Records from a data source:
----

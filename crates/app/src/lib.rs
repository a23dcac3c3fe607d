//! # smarthome-app
//!
//! Application layer: use-cases, queries and **port definitions** (traits).
//!
//! ## Responsibilities
//! - Define **port traits** that adapters must implement (driven/outbound ports):
//!   - `HouseRepository`, `RoomRepository`, `DeviceRepository`: hierarchy storage
//!   - `SensorRepository`, `ActuatorRepository`: sensor/actuator storage
//!   - `InstantValueRepository`, `PeriodValueRepository`,
//!     `InstantLocationValueRepository`: append-only value stores
//!   - `WeatherGateway`: hourly weather observations for a GPS location
//! - Define **driving/inbound ports** as use-case structs:
//!   - `HouseService`, `RoomService`, `DeviceService`: build the hierarchy
//!   - `SensorService`, `ActuatorService`: attach functionalities to devices
//!   - `ValueService`: record and read measurements
//!   - `BlindRollerService`: drive blind actuators
//!   - `WeatherService`: outside conditions at the house location
//! - Define the **cross-cutting queries**: device grouping by functionality,
//!   maximum indoor/outdoor temperature difference, peak power consumption
//!
//! ## Dependency rule
//! Depends on `smarthome-domain` only.
//! Never imports adapter crates. Adapters depend on *this* crate, not the reverse.

pub mod ports;
pub mod queries;
pub mod services;

#[cfg(test)]
mod test_support;
//! House service: use-cases for the single house.

use smarthome_domain::error::{NotFoundError, SmartHomeError};
use smarthome_domain::house::House;
use smarthome_domain::location::Location;

use crate::ports::HouseRepository;

/// Application service for creating and locating the house.
pub struct HouseService<H> {
    repo: H,
}

impl<H: HouseRepository> HouseService<H> {
    /// Create a new service backed by the given repository.
    pub fn new(repo: H) -> Self {
        Self { repo }
    }

    /// Create the house, optionally at a location.
    ///
    /// # Errors
    ///
    /// Returns [`SmartHomeError::AlreadyExists`] when a house is already
    /// stored, or a storage error from the repository.
    #[tracing::instrument(skip(self, location), fields(located = location.is_some()))]
    pub async fn create_house(&self, location: Option<Location>) -> Result<House, SmartHomeError> {
        let house = match location {
            Some(location) => House::with_location(location),
            None => House::new(),
        };
        let house = self.repo.save(house).await?;
        tracing::info!(house_id = %house.id(), "house created");
        Ok(house)
    }

    /// Set or replace the location of the house.
    ///
    /// # Errors
    ///
    /// Returns [`SmartHomeError::NotFound`] when no house exists, or a
    /// storage error from the repository.
    #[tracing::instrument(skip(self, location))]
    pub async fn configure_location(&self, location: Location) -> Result<House, SmartHomeError> {
        let mut house = self.get_house().await?;
        house.configure_location(location);
        self.repo.update(house).await
    }

    /// Fetch the house.
    ///
    /// # Errors
    ///
    /// Returns [`SmartHomeError::NotFound`] when no house exists, or a
    /// storage error from the repository.
    pub async fn get_house(&self) -> Result<House, SmartHomeError> {
        self.repo.find_the_house().await?.ok_or_else(|| {
            NotFoundError {
                entity: "House",
                id: "<the house>".to_string(),
            }
            .into()
        })
    }
}

#[cfg(test)]
mod tests {
    use super::*;
    use crate::test_support::store;
    use smarthome_domain::location::{Address, GpsCode};

    fn porto() -> Location {
        Location::new(
            Address::new("Rua Dr. Antonio", "23", "4000-000", "Porto", "Portugal").unwrap(),
            GpsCode::new(41.15, -8.61).unwrap(),
        )
    }

    #[tokio::test]
    async fn should_create_house_without_location() {
        let svc = HouseService::new(store());
        let house = svc.create_house(None).await.unwrap();
        assert!(house.location().is_none());
        assert_eq!(svc.get_house().await.unwrap().id(), house.id());
    }

    #[tokio::test]
    async fn should_reject_second_house() {
        let svc = HouseService::new(store());
        svc.create_house(None).await.unwrap();
        let result = svc.create_house(Some(porto())).await;
        assert!(matches!(result, Err(SmartHomeError::AlreadyExists(_))));
    }

    #[tokio::test]
    async fn should_configure_location_of_existing_house() {
        let svc = HouseService::new(store());
        let created = svc.create_house(None).await.unwrap();

        let updated = svc.configure_location(porto()).await.unwrap();

        assert_eq!(updated.id(), created.id());
        assert_eq!(updated.location(), Some(&porto()));
        assert_eq!(svc.get_house().await.unwrap().location(), Some(&porto()));
    }

    #[tokio::test]
    async fn should_return_not_found_when_no_house() {
        let svc = HouseService::new(store());
        let result = svc.configure_location(porto()).await;
        assert!(matches!(result, Err(SmartHomeError::NotFound(_))));
    }
}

----

Activity: All of the records above need to be printed again exactly as they appear.

Answer box:
filename crates/app/src/lib.rs
repository a23dcac3c3fe607d
//! # smarthome-app
//!
//! Application layer: use-cases, queries and **port definitions** (traits).
//!
//! ## Responsibilities
//! - Define **port traits** that adapters must implement (driven/outbound ports):
//!   - `HouseRepository`, `RoomRepository`, `DeviceRepository`: hierarchy storage
//!   - `SensorRepository`, `ActuatorRepository`: sensor/actuator storage
//!   - `InstantValueRepository`, `PeriodValueRepository`,
//!     `InstantLocationValueRepository`: append-only value stores
//!   - `WeatherGateway`: hourly weather observations for a GPS location
//! - Define **driving/inbound ports** as use-case structs:
//!   - `HouseService`, `RoomService`, `DeviceService`: build the hierarchy
//!   - `SensorService`, `ActuatorService`: attach functionalities to devices
//!   - `ValueService`: record and read measurements
//!   - `BlindRollerService`: drive blind actuators
//!   - `WeatherService`: outside conditions at the house location
//! - Define the **cross-cutting queries**: device grouping by functionality,
//!   maximum indoor/outdoor temperature difference, peak power consumption
//!
//! ## Dependency rule
//! Depends on `smarthome-domain` only.
//! Never imports adapter crates. Adapters depend on *this* crate, not the reverse.

pub mod ports;
pub mod queries;
pub mod services;

#[cfg(test)]
mod test_support;
//! House service: use-cases for the single house.

use smarthome_domain::error::{NotFoundError, SmartHomeError};
use smarthome_domain::house::House;
use smarthome_domain::location::Location;

use crate::ports::HouseRepository;

/// Application service for creating and locating the house.
pub struct HouseService<H> {
    repo: H,
}

impl<H: HouseRepository> HouseService<H> {
    /// Create a new service backed by the given repository.
    pub fn new(repo: H) -> Self {
        Self { repo }
    }

    /// Create the house, optionally at a location.
    ///
    /// # Errors
    ///
    /// Returns [`SmartHomeError::AlreadyExists`] when a house is already
    /// stored, or a storage error from the repository.
    #[tracing::instrument(skip(self, location), fields(located = location.is_some()))]
    pub async fn create_house(&self, location: Option<Location>) -> Result<House, SmartHomeError> {
        let house = match location {
            Some(location) => House::with_location(location),
            None => House::new(),
        };
        let house = self.repo.save(house).await?;
        tracing::info!(house_id = %house.id(), "house created");
        Ok(house)
    }

    /// Set or replace the location of the house.
    ///
    /// # Errors
    ///
    /// Returns [`SmartHomeError::NotFound`] when no house exists, or a
    /// storage error from the repository.
    #[tracing::instrument(skip(self, location))]
    pub async fn configure_location(&self, location: Location) -> Result<House, SmartHomeError> {
        let mut house = self.get_house().await?;
        house.configure_location(location);
        self.repo.update(house).await
    }

    /// Fetch the house.
    ///
    /// # Errors
    ///
    /// Returns [`SmartHomeError::NotFound`] when no house exists, or a
    /// storage error from the repository.
    pub async fn get_house(&self) -> Result<House, SmartHomeError> {
        self.repo.find_the_house().await?.ok_or_else(|| {
            NotFoundError {
                entity: "House",
                id: "<the house>".to_string(),
            }
            .into()
        })
    }
}

#[cfg(test)]
mod tests {
    use super::*;
    use crate::test_support::store;
    use smarthome_domain::location::{Address, GpsCode};

    fn porto() -> Location {
        Location::new(
            Address::new("Rua Dr. Antonio", "23", "4000-000", "Porto", "Portugal").unwrap(),
            GpsCode::new(41.15, -8.61).unwrap(),
        )
    }

    #[tokio::test]
    async fn should_create_house_without_location() {
        let svc = HouseService::new(store());
        let house = svc.create_house(None).await.unwrap();
        assert!(house.location().is_none());
        assert_eq!(svc.get_house().await.unwrap().id(), house.id());
    }

    #[tokio::test]
    async fn should_reject_second_house() {
        let svc = HouseService::new(store());
        svc.create_house(None).await.unwrap();
        let result = svc.create_house(Some(porto())).await;
        assert!(matches!(result, Err(SmartHomeError::AlreadyExists(_))));
    }

    #[tokio::test]
    async fn should_configure_location_of_existing_house() {
        let svc = HouseService::new(store());
        let created = svc.create_house(None).await.unwrap();

        let updated = svc.configure_location(porto()).await.unwrap();

        assert_eq!(updated.id(), created.id());
        assert_eq!(updated.location(), Some(&porto()));
        assert_eq!(svc.get_house().await.unwrap().location(), Some(&porto()));
    }

    #[tokio::test]
    async fn should_return_not_found_when_no_house() {
        let svc = HouseService::new(store());
        let result = svc.configure_location(porto()).await;
        assert!(matches!(result, Err(SmartHomeError::NotFound(_))));
    }
}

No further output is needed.